:: Recorded data ::
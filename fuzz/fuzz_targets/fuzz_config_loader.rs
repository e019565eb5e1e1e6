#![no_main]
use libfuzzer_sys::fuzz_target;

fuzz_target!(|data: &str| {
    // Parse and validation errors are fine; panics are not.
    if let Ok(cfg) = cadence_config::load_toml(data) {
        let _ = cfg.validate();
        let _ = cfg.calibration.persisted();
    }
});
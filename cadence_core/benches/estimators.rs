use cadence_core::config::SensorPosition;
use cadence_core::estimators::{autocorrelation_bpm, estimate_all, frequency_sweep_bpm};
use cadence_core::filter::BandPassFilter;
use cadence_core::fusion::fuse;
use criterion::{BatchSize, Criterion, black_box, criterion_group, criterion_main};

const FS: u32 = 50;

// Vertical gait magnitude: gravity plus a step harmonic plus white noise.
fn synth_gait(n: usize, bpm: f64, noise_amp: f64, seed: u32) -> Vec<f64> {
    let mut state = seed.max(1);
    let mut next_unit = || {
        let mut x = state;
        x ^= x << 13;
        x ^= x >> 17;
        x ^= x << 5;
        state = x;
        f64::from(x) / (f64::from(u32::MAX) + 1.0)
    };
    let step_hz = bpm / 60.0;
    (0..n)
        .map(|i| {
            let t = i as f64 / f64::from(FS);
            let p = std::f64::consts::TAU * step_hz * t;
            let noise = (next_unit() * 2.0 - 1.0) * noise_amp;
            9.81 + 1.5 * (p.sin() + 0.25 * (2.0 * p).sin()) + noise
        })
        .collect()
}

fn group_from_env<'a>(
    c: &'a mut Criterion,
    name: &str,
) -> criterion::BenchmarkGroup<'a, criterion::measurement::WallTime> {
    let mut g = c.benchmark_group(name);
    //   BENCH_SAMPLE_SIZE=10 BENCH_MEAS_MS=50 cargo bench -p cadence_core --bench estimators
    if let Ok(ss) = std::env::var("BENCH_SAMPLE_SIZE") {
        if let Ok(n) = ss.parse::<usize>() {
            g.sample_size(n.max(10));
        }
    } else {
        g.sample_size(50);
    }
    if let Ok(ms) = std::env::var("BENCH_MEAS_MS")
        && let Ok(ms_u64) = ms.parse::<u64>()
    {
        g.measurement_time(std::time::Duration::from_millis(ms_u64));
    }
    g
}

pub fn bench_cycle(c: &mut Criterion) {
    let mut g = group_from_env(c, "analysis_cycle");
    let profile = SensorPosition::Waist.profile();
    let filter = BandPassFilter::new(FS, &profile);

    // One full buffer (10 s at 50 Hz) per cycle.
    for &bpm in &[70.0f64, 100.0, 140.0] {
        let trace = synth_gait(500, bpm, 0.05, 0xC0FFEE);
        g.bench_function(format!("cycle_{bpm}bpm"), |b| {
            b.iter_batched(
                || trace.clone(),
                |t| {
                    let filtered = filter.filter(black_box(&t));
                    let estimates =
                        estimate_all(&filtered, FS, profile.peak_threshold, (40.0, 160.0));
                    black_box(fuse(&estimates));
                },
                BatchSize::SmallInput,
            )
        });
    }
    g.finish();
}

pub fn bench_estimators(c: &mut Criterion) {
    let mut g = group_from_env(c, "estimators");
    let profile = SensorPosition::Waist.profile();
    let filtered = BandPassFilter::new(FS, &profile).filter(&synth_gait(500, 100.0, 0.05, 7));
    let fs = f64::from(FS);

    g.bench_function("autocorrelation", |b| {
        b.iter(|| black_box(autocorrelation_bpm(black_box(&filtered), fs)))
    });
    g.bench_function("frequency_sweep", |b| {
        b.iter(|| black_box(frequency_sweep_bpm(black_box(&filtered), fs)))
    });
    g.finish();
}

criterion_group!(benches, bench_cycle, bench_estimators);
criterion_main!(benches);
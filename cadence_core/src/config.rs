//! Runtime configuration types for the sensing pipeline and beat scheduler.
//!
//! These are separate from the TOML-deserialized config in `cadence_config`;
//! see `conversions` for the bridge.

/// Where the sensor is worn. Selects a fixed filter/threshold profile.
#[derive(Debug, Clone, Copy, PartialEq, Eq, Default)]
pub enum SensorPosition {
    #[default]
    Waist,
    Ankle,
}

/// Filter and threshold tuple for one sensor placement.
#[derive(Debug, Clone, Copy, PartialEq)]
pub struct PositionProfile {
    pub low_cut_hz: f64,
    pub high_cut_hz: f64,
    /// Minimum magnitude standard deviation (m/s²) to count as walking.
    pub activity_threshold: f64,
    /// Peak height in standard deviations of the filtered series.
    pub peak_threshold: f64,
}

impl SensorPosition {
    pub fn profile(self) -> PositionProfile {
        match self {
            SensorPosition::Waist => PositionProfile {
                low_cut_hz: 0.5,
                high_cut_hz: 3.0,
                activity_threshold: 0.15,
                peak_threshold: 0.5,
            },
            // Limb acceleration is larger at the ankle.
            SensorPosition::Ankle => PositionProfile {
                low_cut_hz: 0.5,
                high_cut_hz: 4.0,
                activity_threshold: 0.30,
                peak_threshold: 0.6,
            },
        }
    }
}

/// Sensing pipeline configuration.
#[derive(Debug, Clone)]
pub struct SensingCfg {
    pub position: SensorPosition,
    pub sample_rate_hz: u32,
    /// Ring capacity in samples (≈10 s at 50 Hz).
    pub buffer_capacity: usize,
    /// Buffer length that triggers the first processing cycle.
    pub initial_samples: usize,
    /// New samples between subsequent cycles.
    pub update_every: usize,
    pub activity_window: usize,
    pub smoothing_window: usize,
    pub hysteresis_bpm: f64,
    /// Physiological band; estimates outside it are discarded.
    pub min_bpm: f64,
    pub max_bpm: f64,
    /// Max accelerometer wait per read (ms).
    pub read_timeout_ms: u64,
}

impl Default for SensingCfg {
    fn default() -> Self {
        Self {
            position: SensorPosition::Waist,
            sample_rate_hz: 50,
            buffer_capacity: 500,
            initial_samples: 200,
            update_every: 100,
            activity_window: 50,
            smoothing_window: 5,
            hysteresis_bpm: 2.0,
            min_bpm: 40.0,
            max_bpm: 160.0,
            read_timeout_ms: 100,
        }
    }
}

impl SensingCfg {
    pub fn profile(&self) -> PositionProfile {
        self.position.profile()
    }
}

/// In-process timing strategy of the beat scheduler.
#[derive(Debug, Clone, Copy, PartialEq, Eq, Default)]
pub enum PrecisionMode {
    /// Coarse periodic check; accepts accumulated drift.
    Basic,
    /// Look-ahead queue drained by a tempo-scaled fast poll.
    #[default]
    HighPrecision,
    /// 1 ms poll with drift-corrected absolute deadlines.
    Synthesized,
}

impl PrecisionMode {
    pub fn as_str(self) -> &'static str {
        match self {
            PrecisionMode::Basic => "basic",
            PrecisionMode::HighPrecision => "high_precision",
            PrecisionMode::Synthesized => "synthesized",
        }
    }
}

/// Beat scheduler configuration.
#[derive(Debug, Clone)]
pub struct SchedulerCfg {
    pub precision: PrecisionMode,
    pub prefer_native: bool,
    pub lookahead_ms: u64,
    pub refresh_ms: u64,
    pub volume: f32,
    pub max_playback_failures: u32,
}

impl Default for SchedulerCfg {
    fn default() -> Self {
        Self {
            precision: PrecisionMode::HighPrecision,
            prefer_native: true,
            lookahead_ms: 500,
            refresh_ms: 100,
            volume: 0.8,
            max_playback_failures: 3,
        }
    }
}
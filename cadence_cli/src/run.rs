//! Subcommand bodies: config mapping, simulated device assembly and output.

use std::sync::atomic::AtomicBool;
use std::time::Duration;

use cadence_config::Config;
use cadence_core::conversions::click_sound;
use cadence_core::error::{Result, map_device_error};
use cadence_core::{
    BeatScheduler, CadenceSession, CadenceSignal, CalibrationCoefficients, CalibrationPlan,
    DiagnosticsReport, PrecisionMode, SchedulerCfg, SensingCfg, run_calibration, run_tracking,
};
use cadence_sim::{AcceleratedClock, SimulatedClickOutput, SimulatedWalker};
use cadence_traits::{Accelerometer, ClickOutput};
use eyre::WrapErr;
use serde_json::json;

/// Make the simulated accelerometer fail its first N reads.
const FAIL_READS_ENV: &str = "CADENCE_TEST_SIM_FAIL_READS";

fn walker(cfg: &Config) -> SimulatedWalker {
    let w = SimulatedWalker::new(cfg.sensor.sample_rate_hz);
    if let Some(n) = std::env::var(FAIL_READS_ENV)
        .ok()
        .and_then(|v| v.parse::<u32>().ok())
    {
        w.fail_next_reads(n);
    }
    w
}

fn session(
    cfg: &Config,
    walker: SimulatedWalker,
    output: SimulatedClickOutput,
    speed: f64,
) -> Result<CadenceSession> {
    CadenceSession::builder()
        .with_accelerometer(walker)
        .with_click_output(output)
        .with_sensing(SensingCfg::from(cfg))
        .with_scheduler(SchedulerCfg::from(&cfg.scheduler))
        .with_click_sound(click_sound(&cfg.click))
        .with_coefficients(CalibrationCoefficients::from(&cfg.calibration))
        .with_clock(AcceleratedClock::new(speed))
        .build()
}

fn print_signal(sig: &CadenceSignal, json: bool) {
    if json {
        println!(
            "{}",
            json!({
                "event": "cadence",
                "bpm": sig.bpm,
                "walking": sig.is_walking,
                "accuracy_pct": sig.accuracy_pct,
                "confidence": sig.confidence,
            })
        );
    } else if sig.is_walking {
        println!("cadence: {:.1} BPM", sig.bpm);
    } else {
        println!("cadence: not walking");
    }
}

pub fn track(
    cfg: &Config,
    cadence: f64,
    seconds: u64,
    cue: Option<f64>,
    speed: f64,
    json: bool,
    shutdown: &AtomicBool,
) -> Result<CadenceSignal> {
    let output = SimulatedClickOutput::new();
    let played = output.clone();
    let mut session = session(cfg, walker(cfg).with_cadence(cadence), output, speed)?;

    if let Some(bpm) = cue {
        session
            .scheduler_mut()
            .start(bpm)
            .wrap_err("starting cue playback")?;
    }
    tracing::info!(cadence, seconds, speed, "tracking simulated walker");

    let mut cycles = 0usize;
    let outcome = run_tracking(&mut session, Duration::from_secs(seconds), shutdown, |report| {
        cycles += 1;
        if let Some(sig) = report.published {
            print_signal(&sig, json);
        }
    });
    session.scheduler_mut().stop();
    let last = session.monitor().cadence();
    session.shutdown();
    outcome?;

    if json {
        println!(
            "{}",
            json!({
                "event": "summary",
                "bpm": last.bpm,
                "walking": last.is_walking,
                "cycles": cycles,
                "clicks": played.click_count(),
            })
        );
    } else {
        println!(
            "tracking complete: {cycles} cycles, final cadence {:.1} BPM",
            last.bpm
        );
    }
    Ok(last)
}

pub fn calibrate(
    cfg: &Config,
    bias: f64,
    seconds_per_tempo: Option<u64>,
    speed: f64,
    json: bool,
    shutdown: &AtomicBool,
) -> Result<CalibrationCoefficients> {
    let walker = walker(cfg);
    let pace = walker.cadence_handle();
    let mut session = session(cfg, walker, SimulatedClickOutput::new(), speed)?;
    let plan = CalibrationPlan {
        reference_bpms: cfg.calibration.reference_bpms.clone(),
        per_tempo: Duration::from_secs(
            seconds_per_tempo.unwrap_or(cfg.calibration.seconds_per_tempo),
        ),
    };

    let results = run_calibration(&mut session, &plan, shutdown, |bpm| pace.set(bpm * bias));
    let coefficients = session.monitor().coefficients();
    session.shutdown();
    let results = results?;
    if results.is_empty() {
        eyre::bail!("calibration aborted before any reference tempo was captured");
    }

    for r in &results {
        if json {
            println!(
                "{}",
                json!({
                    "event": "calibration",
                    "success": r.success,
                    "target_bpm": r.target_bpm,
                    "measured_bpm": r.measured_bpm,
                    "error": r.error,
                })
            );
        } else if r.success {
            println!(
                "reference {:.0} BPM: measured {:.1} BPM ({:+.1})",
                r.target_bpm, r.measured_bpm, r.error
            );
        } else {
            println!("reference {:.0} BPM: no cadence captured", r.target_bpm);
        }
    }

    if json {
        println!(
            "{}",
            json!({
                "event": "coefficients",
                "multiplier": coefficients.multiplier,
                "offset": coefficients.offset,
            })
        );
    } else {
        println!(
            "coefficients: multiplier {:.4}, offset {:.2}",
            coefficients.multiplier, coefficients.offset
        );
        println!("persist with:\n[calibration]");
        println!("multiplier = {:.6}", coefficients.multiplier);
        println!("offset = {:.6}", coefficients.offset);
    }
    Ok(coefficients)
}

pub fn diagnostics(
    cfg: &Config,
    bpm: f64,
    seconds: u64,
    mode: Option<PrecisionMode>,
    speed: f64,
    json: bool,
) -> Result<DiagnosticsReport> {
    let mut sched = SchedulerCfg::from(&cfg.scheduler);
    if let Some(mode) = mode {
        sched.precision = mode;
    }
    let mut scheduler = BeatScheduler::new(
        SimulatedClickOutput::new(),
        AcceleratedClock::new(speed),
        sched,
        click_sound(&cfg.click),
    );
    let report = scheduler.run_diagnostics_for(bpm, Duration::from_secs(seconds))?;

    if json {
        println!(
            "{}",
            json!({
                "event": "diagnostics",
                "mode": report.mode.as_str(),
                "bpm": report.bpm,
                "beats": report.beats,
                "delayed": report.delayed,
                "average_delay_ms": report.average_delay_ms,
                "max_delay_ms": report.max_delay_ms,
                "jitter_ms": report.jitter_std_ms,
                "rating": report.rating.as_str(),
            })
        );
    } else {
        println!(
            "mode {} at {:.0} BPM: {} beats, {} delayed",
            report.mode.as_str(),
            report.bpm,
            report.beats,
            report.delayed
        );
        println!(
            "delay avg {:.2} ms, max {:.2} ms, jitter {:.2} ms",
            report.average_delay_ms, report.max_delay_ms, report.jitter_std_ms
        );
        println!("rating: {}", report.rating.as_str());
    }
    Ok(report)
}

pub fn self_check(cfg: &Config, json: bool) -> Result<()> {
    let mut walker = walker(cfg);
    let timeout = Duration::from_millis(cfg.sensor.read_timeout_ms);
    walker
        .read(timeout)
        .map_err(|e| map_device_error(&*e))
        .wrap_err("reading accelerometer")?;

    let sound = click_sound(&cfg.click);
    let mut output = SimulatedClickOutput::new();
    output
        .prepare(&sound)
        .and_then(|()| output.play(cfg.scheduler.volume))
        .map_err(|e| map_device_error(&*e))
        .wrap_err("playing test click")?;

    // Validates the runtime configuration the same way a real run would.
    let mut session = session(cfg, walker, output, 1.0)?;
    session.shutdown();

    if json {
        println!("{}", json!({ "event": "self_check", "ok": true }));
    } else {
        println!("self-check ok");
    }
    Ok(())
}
:::
Find the line with "for the bridge." in the material above. Reproduce it and each line after it up to and including the line with "pub struct PositionProfile".

▶ **Answer for the task**
//! see `conversions` for the bridge.

/// Where the sensor is worn. Selects a fixed filter/threshold profile.
#[derive(Debug, Clone, Copy, PartialEq, Eq, Default)]
pub enum SensorPosition {
    #[default]
    Waist,
    Ankle,
}

/// Filter and threshold tuple for one sensor placement.
#[derive(Debug, Clone, Copy, PartialEq)]
pub struct PositionProfile {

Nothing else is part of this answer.